REQUIRED WORK:
Give the data again exactly, from its opening line through the line in which "pub trait Clock: Send" appears.

TASK MATERIAL:
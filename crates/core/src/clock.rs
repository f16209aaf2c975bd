//! Time source abstraction so token expiry can be tested deterministically.

use std::sync::{Mutex, PoisonError};

use chrono::{Duration, Utc};

use crate::types::Timestamp;

/// Source of the current UTC time.
pub trait Clock: Send + Sync + std::fmt::Debug {
    fn now(&self) -> Timestamp;
}

/// Wall-clock time.
#[derive(Debug, Default, Clone, Copy)]
pub struct SystemClock;

impl Clock for SystemClock {
    fn now(&self) -> Timestamp {
        Utc::now()
    }
}

/// A clock that only moves when told to.
#[derive(Debug)]
pub struct ManualClock {
    now: Mutex<Timestamp>,
}

impl ManualClock {
    pub fn new(start: Timestamp) -> Self {
        Self {
            now: Mutex::new(start),
        }
    }

    /// Move the clock forward by `by`.
    pub fn advance(&self, by: Duration) {
        let mut now = self.now.lock().unwrap_or_else(PoisonError::into_inner);
        *now += by;
    }

    pub fn set(&self, to: Timestamp) {
        *self.now.lock().unwrap_or_else(PoisonError::into_inner) = to;
    }
}

impl Default for ManualClock {
    fn default() -> Self {
        Self::new(Utc::now())
    }
}

impl Clock for ManualClock {
    fn now(&self) -> Timestamp {
        *self.now.lock().unwrap_or_else(PoisonError::into_inner)
    }
}

#[cfg(test)]
mod tests {
    use super::*;

    #[test]
    fn manual_clock_advances_only_on_demand() {
        let start = Utc::now();
        let clock = ManualClock::new(start);
        assert_eq!(clock.now(), start);

        clock.advance(Duration::seconds(2));
        assert_eq!(clock.now(), start + Duration::seconds(2));

        clock.set(start);
        assert_eq!(clock.now(), start);
    }
}
pub mod user;

pub use user::{LoginOutcome, SignUpProfile, UserService, UserServiceSettings};
//! Handlers for the `/users` resource.

use axum::extract::{Path, State};
use axum::http::StatusCode;
use axum::Json;
use serde::Deserialize;
use warden_core::authz::ResourceContext;
use warden_core::types::DbId;

use super::auth::UserResponse;
use crate::error::AppResult;
use crate::extract::AppJson;
use crate::middleware::auth::AuthUser;
use crate::middleware::rbac::{authorize, Operation};
use crate::state::AppState;

/// Request body for `PUT /users/{id}/password`.
#[derive(Debug, Deserialize)]
pub struct ChangePasswordRequest {
    pub current_password: String,
    pub new_password: String,
}

/// Request body for `PUT /users/{id}/role`.
#[derive(Debug, Deserialize)]
pub struct ChangeRoleRequest {
    pub role: String,
}

/// A user record is owned by the user it describes.
fn target(id: DbId) -> ResourceContext {
    ResourceContext::owned_by(id.to_string())
}

/// GET /api/v1/users
pub async fn list_users(
    State(state): State<AppState>,
    user: AuthUser,
) -> AppResult<Json<Vec<UserResponse>>> {
    authorize(&state, &user, Operation::ListUsers, &ResourceContext::none())?;
    let users = state.users.list().await?;
    Ok(Json(users.into_iter().map(UserResponse::from).collect()))
}

/// GET /api/v1/users/{id}
pub async fn get_user(
    State(state): State<AppState>,
    user: AuthUser,
    Path(id): Path<DbId>,
) -> AppResult<Json<UserResponse>> {
    authorize(&state, &user, Operation::ViewUser, &target(id))?;
    let identity = state.users.find(id).await?;
    Ok(Json(identity.into()))
}

/// PUT /api/v1/users/{id}/password
///
/// Only the owner may change a password, and only with the current one.
pub async fn change_password(
    State(state): State<AppState>,
    user: AuthUser,
    Path(id): Path<DbId>,
    AppJson(input): AppJson<ChangePasswordRequest>,
) -> AppResult<StatusCode> {
    authorize(&state, &user, Operation::ChangePassword, &target(id))?;
    state
        .users
        .change_password(id, &input.current_password, &input.new_password)
        .await?;
    Ok(StatusCode::NO_CONTENT)
}

/// PUT /api/v1/users/{id}/role
pub async fn change_role(
    State(state): State<AppState>,
    user: AuthUser,
    Path(id): Path<DbId>,
    AppJson(input): AppJson<ChangeRoleRequest>,
) -> AppResult<Json<UserResponse>> {
    authorize(&state, &user, Operation::ChangeRole, &target(id))?;
    let updated = state.users.change_role(id, input.role.trim()).await?;
    Ok(Json(updated.into()))
}
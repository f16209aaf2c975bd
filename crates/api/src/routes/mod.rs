pub mod auth;
pub mod health;
pub mod users;

use axum::Router;

use crate::state::AppState;

/// Build the `/api/v1` route tree.
///
/// Route hierarchy:
///
/// ```text
/// /auth/login                    login (public)
/// /auth/signup                   sign-up (public)
/// /auth/me                       current user (requires auth)
///
/// /users                         list (admin only)
/// /users/{id}                    get (owner or admin)
/// /users/{id}/password           change password (owner only)
/// /users/{id}/role               change role (admin, not self)
/// ```
pub fn api_routes() -> Router<AppState> {
    Router::new()
        .nest("/auth", auth::router())
        .nest("/users", users::router())
}
use std::net::{IpAddr, SocketAddr};
use std::sync::Arc;

use anyhow::Context;
use tracing_subscriber::{layer::SubscriberExt, util::SubscriberInitExt};
use warden_core::clock::SystemClock;
use warden_core::identity::IdentityStore;
use warden_db::{InMemoryIdentityStore, PgIdentityStore};

use warden_api::config::ServerConfig;
use warden_api::router::build_app_router;
use warden_api::state::AppState;

#[tokio::main]
async fn main() -> anyhow::Result<()> {
    dotenvy::dotenv().ok();

    // --- Tracing ---
    let filter = tracing_subscriber::EnvFilter::try_from_default_env()
        .unwrap_or_else(|_| "warden_api=debug,warden_db=info,tower_http=debug".into());
    let json_logs = std::env::var("LOG_FORMAT").is_ok_and(|v| v.eq_ignore_ascii_case("json"));
    if json_logs {
        tracing_subscriber::registry()
            .with(filter)
            .with(tracing_subscriber::fmt::layer().json())
            .init();
    } else {
        tracing_subscriber::registry()
            .with(filter)
            .with(tracing_subscriber::fmt::layer())
            .init();
    }

    // --- Configuration ---
    let config = ServerConfig::from_env().context("Invalid configuration")?;
    tracing::info!(host = %config.host, port = %config.port, "Loaded server configuration");

    // --- Identity store ---
    let (store, pool) = match &config.database_url {
        Some(url) => {
            let pool = warden_db::create_pool(url)
                .await
                .context("Failed to connect to database")?;
            tracing::info!("Database connection pool created");

            warden_db::health_check(&pool)
                .await
                .context("Database health check failed")?;

            warden_db::run_migrations(&pool)
                .await
                .context("Failed to run database migrations")?;
            tracing::info!("Database migrations applied");

            let store: Arc<dyn IdentityStore> = Arc::new(PgIdentityStore::new(pool.clone()));
            (store, Some(pool))
        }
        None => {
            tracing::warn!("DATABASE_URL not set, identities are kept in memory");
            let store: Arc<dyn IdentityStore> = Arc::new(InMemoryIdentityStore::new());
            (store, None)
        }
    };

    // --- App state ---
    let bootstrap_admin = config.bootstrap_admin.clone();
    let host: IpAddr = config.host.parse().context("Invalid HOST address")?;
    let addr = SocketAddr::new(host, config.port);

    let state = AppState::build(config, store, Arc::new(SystemClock), pool)?;

    if let Some(credentials) = bootstrap_admin {
        state
            .users
            .ensure_admin(&credentials)
            .await
            .context("Failed to create bootstrap admin")?;
    }

    // --- Router ---
    let app = build_app_router(state)?;

    // --- Start server ---
    tracing::info!(%addr, "Starting server");
    let listener = tokio::net::TcpListener::bind(addr)
        .await
        .context("Failed to bind to address")?;

    axum::serve(listener, app)
        .with_graceful_shutdown(shutdown_signal())
        .await
        .context("Server error")?;

    tracing::info!("Graceful shutdown complete");
    Ok(())
}

/// Wait for a termination signal to initiate graceful shutdown.
///
/// Handles both SIGINT (Ctrl-C) and SIGTERM (on Unix) so the server
/// shuts down cleanly whether stopped interactively or by a process
/// manager.
async fn shutdown_signal() {
    let ctrl_c = async {
        if let Err(e) = tokio::signal::ctrl_c().await {
            tracing::error!(error = %e, "Failed to install Ctrl-C handler");
            std::future::pending::<()>().await;
        }
    };

    #[cfg(unix)]
    let terminate = async {
        match tokio::signal::unix::signal(tokio::signal::unix::SignalKind::terminate()) {
            Ok(mut signal) => {
                signal.recv().await;
            }
            Err(e) => {
                tracing::error!(error = %e, "Failed to install SIGTERM handler");
                std::future::pending::<()>().await;
            }
        }
    };

    #[cfg(not(unix))]
    let terminate = std::future::pending::<()>();

    tokio::select! {
        () = ctrl_c => {
            tracing::info!("Received SIGINT (Ctrl-C), starting graceful shutdown");
        }
        () = terminate => {
            tracing::info!("Received SIGTERM, starting graceful shutdown");
        }
    }
}
use axum::{routing::get, Router};

use crate::handlers::health;
use crate::state::AppState;

/// Mount health check routes (intended for root-level, NOT under `/api/v1`).
pub fn router() -> Router<AppState> {
    Router::new().route("/health", get(health::health_check))
}
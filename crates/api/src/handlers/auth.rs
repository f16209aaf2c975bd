//! Handlers for the `/auth` resource (login, sign-up, current user).

use axum::extract::State;
use axum::http::StatusCode;
use axum::Json;
use serde::{Deserialize, Serialize};
use validator::Validate;
use warden_core::authz::ResourceContext;
use warden_core::credentials::Credentials;
use warden_core::identity::StoredIdentity;
use warden_core::types::{DbId, Timestamp};

use crate::error::{AppError, AppResult};
use crate::extract::AppJson;
use crate::middleware::auth::AuthUser;
use crate::middleware::rbac::{authorize, Operation};
use crate::services::SignUpProfile;
use crate::state::AppState;

// ---------------------------------------------------------------------------
// Request / response types
// ---------------------------------------------------------------------------

/// Request body for `POST /auth/signup`.
#[derive(Debug, Deserialize, Validate)]
pub struct SignUpRequest {
    pub login_id: String,
    pub password: String,
    #[validate(length(min = 1, max = 100, message = "display_name must be 1-100 characters"))]
    pub display_name: Option<String>,
}

/// Successful login response.
#[derive(Debug, Serialize)]
pub struct LoginResponse {
    pub access_token: String,
    pub token_type: &'static str,
    /// Access token lifetime in seconds.
    pub expires_in: i64,
    pub user: UserResponse,
}

/// Public view of a stored identity. Never includes the password hash.
#[derive(Debug, Serialize)]
pub struct UserResponse {
    pub id: DbId,
    pub login_id: String,
    pub role: String,
    pub display_name: Option<String>,
    pub created_at: Timestamp,
    pub updated_at: Timestamp,
}

impl From<StoredIdentity> for UserResponse {
    fn from(identity: StoredIdentity) -> Self {
        Self {
            id: identity.id,
            login_id: identity.login_id,
            role: identity.role,
            display_name: identity.display_name,
            created_at: identity.created_at,
            updated_at: identity.updated_at,
        }
    }
}

// ---------------------------------------------------------------------------
// Handlers
// ---------------------------------------------------------------------------

/// POST /api/v1/auth/login
///
/// Authenticate with login id + password. Unknown login ids and wrong
/// passwords produce the same 401 response.
pub async fn login(
    State(state): State<AppState>,
    AppJson(input): AppJson<Credentials>,
) -> AppResult<Json<LoginResponse>> {
    let outcome = state.users.login(&input).await?;

    Ok(Json(LoginResponse {
        access_token: outcome.access_token,
        token_type: "Bearer",
        expires_in: outcome.expires_in,
        user: outcome.identity.into(),
    }))
}

/// POST /api/v1/auth/signup
///
/// Create an identity with the default role. Returns 201 Created.
pub async fn signup(
    State(state): State<AppState>,
    AppJson(input): AppJson<SignUpRequest>,
) -> AppResult<(StatusCode, Json<UserResponse>)> {
    input
        .validate()
        .map_err(|e| AppError::BadRequest(e.to_string()))?;

    let credentials = Credentials::new(input.login_id, input.password);
    let identity = state
        .users
        .sign_up(
            &credentials,
            SignUpProfile {
                display_name: input.display_name,
            },
        )
        .await?;

    Ok((StatusCode::CREATED, Json(identity.into())))
}

/// GET /api/v1/auth/me
pub async fn me(State(state): State<AppState>, user: AuthUser) -> AppResult<Json<UserResponse>> {
    authorize(&state, &user, Operation::ViewSelf, &ResourceContext::none())?;
    let identity = state.users.find(user.user_id).await?;
    Ok(Json(identity.into()))
}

WRITTEN RESPONSE:
filename crates/core/src/clock.rs
repository f16209aaf2c975bd
//! Time source abstraction so token expiry can be tested deterministically.

use std::sync::{Mutex, PoisonError};

use chrono::{Duration, Utc};

use crate::types::Timestamp;

/// Source of the current UTC time.
pub trait Clock: Send + Sync + std::fmt::Debug {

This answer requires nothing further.